The blocking_rules_library contains a series of pre-made blocking rules available for use in the construction of blocking rule strategies and em training blocks as described in this topic guide.

These conform to a more performant standard that is outlined in detail here.

The detailed API for each of these are outlined below.

Blocking Rule APIs¶

The block_on function generates blocking rules that facilitate efficient equi-joins based on the columns or SQL statements specified in the col_names argument. When multiple columns or SQL snippets are provided, the function generates a compound blocking rule, connecting individual match conditions with "AND" clauses.

This function is designed for scenarios where you aim to achieve efficient yet straightforward blocking conditions based on one or more columns or SQL snippets.

For more information on the intended use cases of block_on, please see the following discussion.

Further information on equi-join conditions can be found here

This function acts as a shorthand alias for the brl.and_ syntax:

import splink.duckdb.blocking_rule_library as brl
brl.and_(brl.exact_match_rule, brl.exact_match_rule, ...)

Parameters:

Name	Type	Description	Default
`col_names`	`list[str]`	A list of input columns or sql conditions you wish to create blocks on.	required
`salting_partitions`	`(optional, int)`	Whether to add salting to the blocking rule. More information on salting can be found within the docs. Salting is only valid for Spark.	`1`

Examples:

DuckDB Spark Athena SQLitePostgreSQL

from splink.duckdb.blocking_rule_library import block_on
block_on("first_name")  # check for exact matches on first name
sql = "substr(surname,1,2)"
block_on([sql, "surname"])

from splink.spark.blocking_rule_library import block_on
block_on("first_name")  # check for exact matches on first name
sql = "substr(surname,1,2)"
block_on([sql, "surname"], salting_partitions=1)

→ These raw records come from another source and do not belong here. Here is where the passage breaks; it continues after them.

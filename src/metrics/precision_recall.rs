//! Precision-recall curve construction from ranked detections.

use crate::types::{MatchLedger, MatchState, ScoredMatch};

/// Cumulative precision and recall at every ranked detection.
#[derive(Debug, Clone, Default, PartialEq)]
pub struct PrecisionRecallCurve {
    pub precisions: Vec<f64>,
    pub recalls: Vec<f64>,
    pub true_positives: usize,
    pub false_positives: usize,
    pub ignored: usize,
    pub ground_truth: usize,
}

impl PrecisionRecallCurve {
    /// Precision at the last ranked detection, or 0 with no detections.
    pub fn final_precision(&self) -> f64 {
        self.precisions.last().copied().unwrap_or(0.0)
    }

    /// Recall at the last ranked detection, or 0 with no detections.
    pub fn final_recall(&self) -> f64 {
        self.recalls.last().copied().unwrap_or(0.0)
    }
}

/// Rank detections by descending score.
///
/// Ignored matches are left out. The sort is stable, so equal scores keep the
/// order in which the accumulator produced them.
pub fn rank_detections(detections: &[ScoredMatch]) -> Vec<ScoredMatch> {
    let mut ranked: Vec<ScoredMatch> = detections
        .iter()
        .filter(|d| d.state != MatchState::IgnoredMatch)
        .copied()
        .collect();

    ranked.sort_by(|a, b| b.score.total_cmp(&a.score));
    ranked
}

/// Build the precision-recall curve for one threshold.
///
/// Recall is relative to every ground-truth point in the ledger, ignore-eligible
/// or not.
///
/// # Example
///
/// ```
/// use locmap_eval::metrics::precision_recall::build_curve;
/// use locmap_eval::types::{MatchLedger, MatchState, ScoredMatch};
///
/// let ledger = MatchLedger {
///     ground_truth: vec![MatchState::Matched, MatchState::Unmatched],
///     detections: vec![
///         ScoredMatch { score: 0.4, state: MatchState::Unmatched },
///         ScoredMatch { score: 0.9, state: MatchState::Matched },
///     ],
/// };
/// let curve = build_curve(&ledger);
/// assert_eq!(curve.precisions, vec![1.0, 0.5]);
/// assert_eq!(curve.recalls, vec![0.5, 0.5]);
/// ```
pub fn build_curve(ledger: &MatchLedger) -> PrecisionRecallCurve {
    let ranked = rank_detections(&ledger.detections);
    let ground_truth = ledger.ground_truth.len();
    let ignored = ledger.detections.len() - ranked.len();

    let mut precisions = Vec::with_capacity(ranked.len());
    let mut recalls = Vec::with_capacity(ranked.len());
    let mut tp = 0usize;
    let mut fp = 0usize;

    for detection in &ranked {
        if detection.state == MatchState::Matched {
            tp += 1;
        } else {
            fp += 1;
        }

        precisions.push(tp as f64 / (tp + fp).max(1) as f64);
        recalls.push(tp as f64 / ground_truth.max(1) as f64);
    }

    PrecisionRecallCurve {
        precisions,
        recalls,
        true_positives: tp,
        false_positives: fp,
        ignored,
        ground_truth,
    }
}
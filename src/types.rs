//! Core data types for point annotations, detections and match results.

use crate::error::{LocEvalError, Result};
use serde::{Deserialize, Serialize};
use std::collections::BTreeMap;

/// Sequence identifier as assigned by the dataset.
pub type SequenceId = u32;

/// Number of columns in a full point record row.
pub const RECORD_COLUMNS: usize = 7;

/// Number of columns in a per-frame point row (x, y, w, h, value).
pub const FRAME_POINT_COLUMNS: usize = 5;

/// One annotated or detected point in a sequence.
///
/// Points are stored as boxes in LTWH format. For ground truth, `value` is an
/// ignore flag (0 = normal, nonzero = ignore-eligible). For detections it is the
/// confidence score.
#[derive(Debug, Clone, Copy, PartialEq, Serialize, Deserialize)]
pub struct PointRecord {
    pub frame_id: i64,
    pub track_id: i64,
    pub x: f64,
    pub y: f64,
    pub w: f64,
    pub h: f64,
    pub value: f64,
}

impl PointRecord {
    /// Create a new point record.
    pub fn new(frame_id: i64, track_id: i64, x: f64, y: f64, w: f64, h: f64, value: f64) -> Self {
        Self { frame_id, track_id, x, y, w, h, value }
    }

    /// Build a record from a raw `[frame, track, x, y, w, h, value]` row.
    ///
    /// # Errors
    ///
    /// Returns `InvalidShape` if the row does not have exactly 7 columns, and
    /// `InvalidRecord` if the frame or track id is not an integer.
    pub fn from_row(row: &[f64]) -> Result<Self> {
        if row.len() != RECORD_COLUMNS {
            return Err(LocEvalError::InvalidShape {
                expected: RECORD_COLUMNS,
                found: row.len(),
            });
        }
        Ok(Self::new(
            integer_id("frame", row[0])?,
            integer_id("track", row[1])?,
            row[2],
            row[3],
            row[4],
            row[5],
            row[6],
        ))
    }

    /// The per-frame slice used by the matcher.
    pub fn frame_point(&self) -> FramePoint {
        FramePoint::new(self.x, self.y, self.w, self.h, self.value)
    }
}

fn integer_id(column: &str, value: f64) -> Result<i64> {
    if !value.is_finite() || value.fract() != 0.0 || value.abs() >= i64::MAX as f64 {
        return Err(LocEvalError::InvalidRecord(format!("{} id {} is not an integer", column, value)));
    }
    Ok(value as i64)
}

/// A point within a single frame: box geometry plus score or ignore flag.
#[derive(Debug, Clone, Copy, PartialEq, Serialize, Deserialize)]
pub struct FramePoint {
    pub x: f64,
    pub y: f64,
    pub w: f64,
    pub h: f64,
    pub value: f64,
}

impl FramePoint {
    /// Create a new frame point.
    pub fn new(x: f64, y: f64, w: f64, h: f64, value: f64) -> Self {
        Self { x, y, w, h, value }
    }

    /// Build a frame point from a raw `[x, y, w, h, value]` row.
    ///
    /// # Errors
    ///
    /// Returns `InvalidShape` if the row does not have exactly 5 columns.
    pub fn from_row(row: &[f64]) -> Result<Self> {
        if row.len() != FRAME_POINT_COLUMNS {
            return Err(LocEvalError::InvalidShape {
                expected: FRAME_POINT_COLUMNS,
                found: row.len(),
            });
        }
        Ok(Self::new(row[0], row[1], row[2], row[3], row[4]))
    }

    /// Box center `(x + w/2, y + h/2)`.
    pub fn center(&self) -> (f64, f64) {
        (self.x + self.w / 2.0, self.y + self.h / 2.0)
    }

    /// Copy with every column clamped to be non-negative.
    pub fn clamped(&self) -> Self {
        Self::new(
            self.x.max(0.0),
            self.y.max(0.0),
            self.w.max(0.0),
            self.h.max(0.0),
            self.value.max(0.0),
        )
    }

    /// Whether this ground-truth point is ignore-eligible.
    pub fn is_ignore(&self) -> bool {
        self.value != 0.0
    }
}

/// Outcome of matching a single point.
#[derive(Debug, Clone, Copy, PartialEq, Eq, Hash, Default, Serialize, Deserialize)]
pub enum MatchState {
    #[default]
    Unmatched,
    Matched,
    /// Absorbed by (or resting on) an ignore-eligible ground-truth point.
    IgnoredMatch,
}

impl MatchState {
    /// Numeric label: 0 unmatched, 1 matched, -1 ignored match.
    pub fn code(self) -> i8 {
        match self {
            MatchState::Unmatched => 0,
            MatchState::Matched => 1,
            MatchState::IgnoredMatch => -1,
        }
    }
}

/// A ground-truth point's original flag and its assigned label.
#[derive(Debug, Clone, Copy, PartialEq)]
pub struct LabeledPoint {
    pub value: f64,
    pub state: MatchState,
}

/// A detection's confidence score and its assigned label.
#[derive(Debug, Clone, Copy, PartialEq)]
pub struct ScoredMatch {
    pub score: f64,
    pub state: MatchState,
}

/// Per-sequence point tables, ordered by ascending sequence id.
#[derive(Debug, Clone, Default, PartialEq, Serialize, Deserialize)]
#[serde(transparent)]
pub struct SequenceTable {
    sequences: BTreeMap<SequenceId, Vec<PointRecord>>,
}

impl SequenceTable {
    /// Create an empty table.
    pub fn new() -> Self {
        Self::default()
    }

    /// Build a table from raw 7-column rows per sequence.
    ///
    /// # Errors
    ///
    /// Returns `InvalidShape` on the first row with the wrong width.
    pub fn from_rows<I, R>(sequences: I) -> Result<Self>
    where
        I: IntoIterator<Item = (SequenceId, Vec<R>)>,
        R: AsRef<[f64]>,
    {
        let mut table = Self::new();
        for (seq_id, rows) in sequences {
            let records = rows
                .iter()
                .map(|row| PointRecord::from_row(row.as_ref()))
                .collect::<Result<Vec<_>>>()?;
            table.insert(seq_id, records);
        }
        Ok(table)
    }

    /// Parse a table from JSON (`{"<seq id>": [record, ...], ...}`).
    pub fn from_json_str(json: &str) -> Result<Self> {
        Ok(serde_json::from_str(json)?)
    }

    /// Insert or replace the records of a sequence.
    pub fn insert(&mut self, seq_id: SequenceId, records: Vec<PointRecord>) {
        self.sequences.insert(seq_id, records);
    }

    /// Records of one sequence.
    pub fn get(&self, seq_id: SequenceId) -> Option<&[PointRecord]> {
        self.sequences.get(&seq_id).map(Vec::as_slice)
    }

    /// Iterate sequences in ascending id order.
    pub fn iter(&self) -> impl Iterator<Item = (SequenceId, &[PointRecord])> {
        self.sequences.iter().map(|(&id, records)| (id, records.as_slice()))
    }

    pub fn sequence_ids(&self) -> impl Iterator<Item = SequenceId> + '_ {
        self.sequences.keys().copied()
    }

    pub fn len(&self) -> usize {
        self.sequences.len()
    }

    pub fn is_empty(&self) -> bool {
        self.sequences.is_empty()
    }

    /// Total number of records over all sequences.
    pub fn total_points(&self) -> usize {
        self.sequences.values().map(Vec::len).sum()
    }
}

/// Flat match results for one threshold over the whole dataset.
#[derive(Debug, Clone, Default, PartialEq)]
pub struct MatchLedger {
    pub ground_truth: Vec<MatchState>,
    pub detections: Vec<ScoredMatch>,
}

impl MatchLedger {
    pub fn new() -> Self {
        Self::default()
    }
}

/// Evaluation outcome for a single distance threshold.
#[derive(Debug, Clone, PartialEq, Serialize, Deserialize)]
pub struct ThresholdReport {
    pub threshold: f64,
    /// Average precision in percent, `[0, 100]`.
    pub ap: f64,
    pub ground_truth: usize,
    pub true_positives: usize,
    pub false_positives: usize,
    pub ignored_detections: usize,
    /// Precision at the last ranked detection.
    pub precision: f64,
    /// Recall at the last ranked detection.
    pub recall: f64,
}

from splink.athena.blocking_rule_library import block_on
block_on("first_name")  # check for exact matches on first name
sql = "substr(surname,1,2)"
block_on([sql, "surname"])

from splink.sqlite.blocking_rule_library import block_on
block_on("first_name")  # check for exact matches on first name
sql = "substr(surname,1,2)"
block_on([sql, "surname"])

from splink.postgres.blocking_rule_library import block_on
block_on("first_name")  # check for exact matches on first name
sql = "substr(surname,1,2)"
block_on([sql, "surname"])

Source code in splink/blocking_rules_library.py

def block_on(
    _exact_match,
    col_names: list[str],
    salting_partitions: int = 1,
) -> BlockingRule:
    """The `block_on` function generates blocking rules that facilitate
    efficient equi-joins based on the columns or SQL statements
    specified in the col_names argument. When multiple columns or
    SQL snippets are provided, the function generates a compound
    blocking rule, connecting individual match conditions with
    "AND" clauses.

    This function is designed for scenarios where you aim to achieve
    efficient yet straightforward blocking conditions based on one
    or more columns or SQL snippets.

    For more information on the intended use cases of `block_on`, please see
    [the following discussion](https://github.com/moj-analytical-services/splink/issues/1376).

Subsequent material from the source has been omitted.